Compost can be used to “side-dress” plants already in the ground by spreading the compost next to the plant and working it into the soil with a small garden fork. You can even lay it on top of the soil around existing plants when digging in new plants. Worms will love you for it and do their own brand of digging it into your garden soil. Just keep it a few inches away from the plant base so it doesn’t smother it. Plants like their bases to breathe.

MULCH: is the layer of material placed on the TOP of the soil as a protective cover. It helps suppress weed germination, retain moisture, insulate the soil, and reduce erosion. Mulch also contributes nutrients to the soil by gradually breaking down over time.

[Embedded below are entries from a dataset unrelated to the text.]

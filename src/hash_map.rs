use core::fmt::Debug;
use core::fmt::Display;

use tracing::debug;
use tracing::trace;
use tracing::warn;

use crate::error::Error;
use crate::hash::PolynomialHasher;
use crate::hash::StepHasher;
use crate::hash_table::HashTable;
use crate::hash_table::Intent;
use crate::sizes::TableSizes;

/// A string-keyed hash map using double hashing over a [`HashTable`].
///
/// `HashMap<K, V, S>` stores key-value pairs whose keys can be viewed as
/// `str`. Collisions are resolved by open addressing: a key's probe sequence
/// starts at `S::hash` and advances by `S::step`. Removed entries leave a
/// tombstone that is only cleared when the table grows.
///
/// The table grows along a [`TableSizes`] schedule whenever more than two
/// thirds of its slots are occupied. Once the schedule is exhausted it keeps
/// filling until no slot can be found, at which point inserts fail with
/// [`Error::TableFull`].
///
/// Iteration order follows the physical slot layout and changes when the
/// table grows.
///
/// # Examples
///
/// ```rust
/// use step_hash::Error;
/// use step_hash::HashMap;
///
/// let mut stats: HashMap<&str, u32> = HashMap::new();
/// stats.insert("goals", 0).unwrap();
/// stats.insert("assists", 0).unwrap();
///
/// *stats.get_mut("goals").unwrap() += 1;
/// assert_eq!(stats.get("goals"), Ok(&1));
///
/// assert_eq!(stats.remove("assists"), Ok(0));
/// assert_eq!(stats.get("assists"), Err(Error::KeyNotFound));
/// assert_eq!(stats.len(), 1);
/// ```
#[derive(Clone)]
pub struct HashMap<K, V, S = PolynomialHasher> {
    table: HashTable<(K, V)>,
    sizes: TableSizes,
    size_index: usize,
    hasher: S,
}

impl<K, V, S> Debug for HashMap<K, V, S>
where
    K: Debug,
    V: Debug,
{
    fn fmt(&self, f: &mut core::fmt::Formatter<'_>) -> core::fmt::Result {
        let mut map = f.debug_map();
        for (k, v) in self.iter() {
            map.entry(k, v);
        }
        map.finish()
    }
}

impl<K, V, S> Display for HashMap<K, V, S>
where
    K: Display,
    V: Display,
{
    /// Writes one `(key,value)` line per entry, in slot order.
    fn fmt(&self, f: &mut core::fmt::Formatter<'_>) -> core::fmt::Result {
        for (k, v) in self.iter() {
            writeln!(f, "({k},{v})")?;
        }
        Ok(())
    }
}

impl<K, V> HashMap<K, V, PolynomialHasher>
where
    K: AsRef<str>,
{
    /// Creates an empty map using the default schedule and hasher.
    ///
    /// # Examples
    ///
    /// ```rust
    /// use step_hash::HashMap;
    ///
    /// let map: HashMap<String, i32> = HashMap::new();
    /// assert!(map.is_empty());
    /// assert_eq!(map.capacity(), 5);
    /// ```
    pub fn new() -> Self {
        Self::with_sizes_and_hasher(TableSizes::DEFAULT, PolynomialHasher)
    }

    /// Creates an empty map that grows through `sizes`.
    ///
    /// # Examples
    ///
    /// ```rust
    /// use step_hash::HashMap;
    /// use step_hash::TableSizes;
    ///
    /// let sizes = TableSizes::new(vec![7, 17]).unwrap();
    /// let map: HashMap<String, i32> = HashMap::with_sizes(sizes);
    /// assert_eq!(map.capacity(), 7);
    /// ```
    pub fn with_sizes(sizes: TableSizes) -> Self {
        Self::with_sizes_and_hasher(sizes, PolynomialHasher)
    }
}
#![warn(missing_docs)]
#![doc = include_str!("../README.md")]
#![cfg_attr(not(feature = "std"), no_std)]

extern crate alloc;

/// A string-keyed HashMap using double hashing.
///
/// This module provides a `HashMap` that wraps the `HashTable`, hashing keys
/// with a configurable [`StepHasher`] and growing along a [`TableSizes`]
/// schedule.
pub mod hash_map;

pub mod hash_table;

/// Hash functions producing a home slot and a probe stride for a key.
pub mod hash;

/// Error types.
pub mod error;

/// The schedule of table sizes a map grows through.
pub mod sizes;

/// Probe statistics for inspecting table layout.
#[cfg(feature = "stats")]
pub mod stats;

pub use error::Error;
pub use error::ScheduleError;
pub use hash::PolynomialHasher;
pub use hash::StepHasher;
pub use hash_map::HashMap;
pub use hash_table::HashTable;
pub use sizes::TableSizes;
use alloc::vec::Vec;

/// Probe statistics for a [`HashMap`](crate::HashMap).
#[derive(Debug, Clone, PartialEq)]
pub struct DebugStats {
    /// Number of entries currently in the table
    pub populated: usize,
    /// Number of slots in the current table
    pub capacity: usize,
    /// Number of tombstoned slots
    pub tombstones: usize,
    /// Position of the current capacity in the size schedule
    pub size_index: usize,
    /// Load factor (populated / capacity)
    pub load_factor: f64,
    /// Longest distance, in strides, between an entry and its home slot
    pub max_probe_length: usize,
}

impl DebugStats {
    /// Pretty-print the debug statistics.
    #[cfg(feature = "std")]
    pub fn print(&self) {
        println!("=== Hash Table Debug Statistics ===");
        println!(
            "Population: {}/{} ({:.2}% load factor)",
            self.populated,
            self.capacity,
            self.load_factor * 100.0
        );
        println!("Tombstones: {}", self.tombstones);
        println!("Size index: {}", self.size_index);
        println!("Longest probe: {}", self.max_probe_length);
    }
}

/// Counts of entries by how many strides they sit from their home slot.
///
/// Bin `n` holds the number of entries found `n` strides into their probe
/// sequence; bin 0 holds the entries sitting in their home slot.
#[derive(Debug, Clone, Default, PartialEq, Eq)]
pub struct ProbeHistogram {
    bins: Vec<usize>,
}

impl ProbeHistogram {
    pub(crate) fn record(&mut self, length: usize) {
        if self.bins.len() <= length {
            self.bins.resize(length + 1, 0);
        }
        self.bins[length] += 1;
    }

    /// Returns the bins, indexed by probe length.
    pub fn bins(&self) -> &[usize] {
        &self.bins
    }

    /// Returns the number of entries counted.
    pub fn total(&self) -> usize {
        self.bins.iter().sum()
    }

    /// Returns the longest probe length recorded, or 0 for an empty
    /// histogram.
    pub fn max_probe_length(&self) -> usize {
        self.bins.len().saturating_sub(1)
    }

    /// Returns the mean probe length, or 0 for an empty histogram.
    pub fn mean(&self) -> f64 {
        let total = self.total();
        if total == 0 {
            return 0.0;
        }
        let weighted: usize = self.bins.iter().enumerate().map(|(n, c)| n * c).sum();
        weighted as f64 / total as f64
    }

    /// Pretty-prints the histogram horizontally using stdout.
    #[cfg(feature = "std")]
    pub fn print(&self) {
        let max = self.bins.iter().copied().max().unwrap_or(0);
        if max == 0 {
            println!("probe histogram: empty");
            return;
        }

        let max_bar = 60usize;
        let total_units = max_bar * 8;
        println!(
            "probe histogram ({} entries, mean {:.2}):",
            self.total(),
            self.mean()
        );

        let make_bar = |count: usize| -> String {
            if count == 0 {
                return String::new();
            }
            let units = ((count as u128 * total_units as u128).div_ceil(max as u128)) as usize;
            let mut bar = "█".repeat(units / 8);
            let partial = match units % 8 {
                1 => Some('▏'),
                2 => Some('▎'),
                3 => Some('▍'),
                4 => Some('▌'),
                5 => Some('▋'),
                6 => Some('▊'),
                7 => Some('▉'),
                _ => None,
            };
            bar.extend(partial);
            bar
        };

        for (length, &count) in self.bins.iter().enumerate() {
            println!("{:>3} | {} ({})", length, make_bar(count), count);
        }
    }
}
use thiserror::Error;

/// Errors returned by [`HashMap`](crate::HashMap) and
/// [`HashTable`](crate::HashTable) operations.
///
/// Neither error leaves the table in a partially modified state.
#[derive(Debug, Clone, Copy, PartialEq, Eq, Error)]
pub enum Error {
    /// The key is not present in the table.
    #[error("key not found")]
    KeyNotFound,
    /// No slot could be found for a new key and the capacity schedule has no
    /// larger size left to grow into.
    #[error("hash table is full and cannot be resized further")]
    TableFull,
}

/// Errors returned when validating a custom capacity schedule.
#[derive(Debug, Clone, Copy, PartialEq, Eq, Error)]
pub enum ScheduleError {
    /// The schedule has no entries.
    #[error("capacity schedule must contain at least one size")]
    Empty,
    /// A size is too small to hash into.
    #[error("table size {size} at position {index} is smaller than 2")]
    TooSmall {
        /// Position of the offending size in the schedule.
        index: usize,
        /// The offending size.
        size: usize,
    },
    /// A size is not larger than the one before it.
    #[error("table size {size} at position {index} does not exceed the previous size {previous}")]
    NotAscending {
        /// Position of the offending size in the schedule.
        index: usize,
        /// The offending size.
        size: usize,
        /// The size preceding it.
        previous: usize,
    },
}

During the gardening season, we heavily mulch our gardens, especially as days get longer and hotter.

If you want mulch to break down, the more it is already in the process of decomposing the better. Firefighters in our recent blazes noted that landscape bark caught fire and flew into the air. Those embers traveled to other yards and started more fires, so think about those chunks as potential embers rather than pretty covering when you look to mulch your gardens. Go for the fine stuff that hlds less air and will smolder rther then burst into flames.

Using both compost and mulch in the garden to use with huge impacts on growing plants, cutting down on weeds, and improving soil. Use BOTH and your gardens will thrive! Winter is an excellent time to add compost as mulch. Just a little bit at a time, spread in thin layers, creates “compost tea” as rains so leaches nutrients into the soil. By spring they have melded into garden happiness!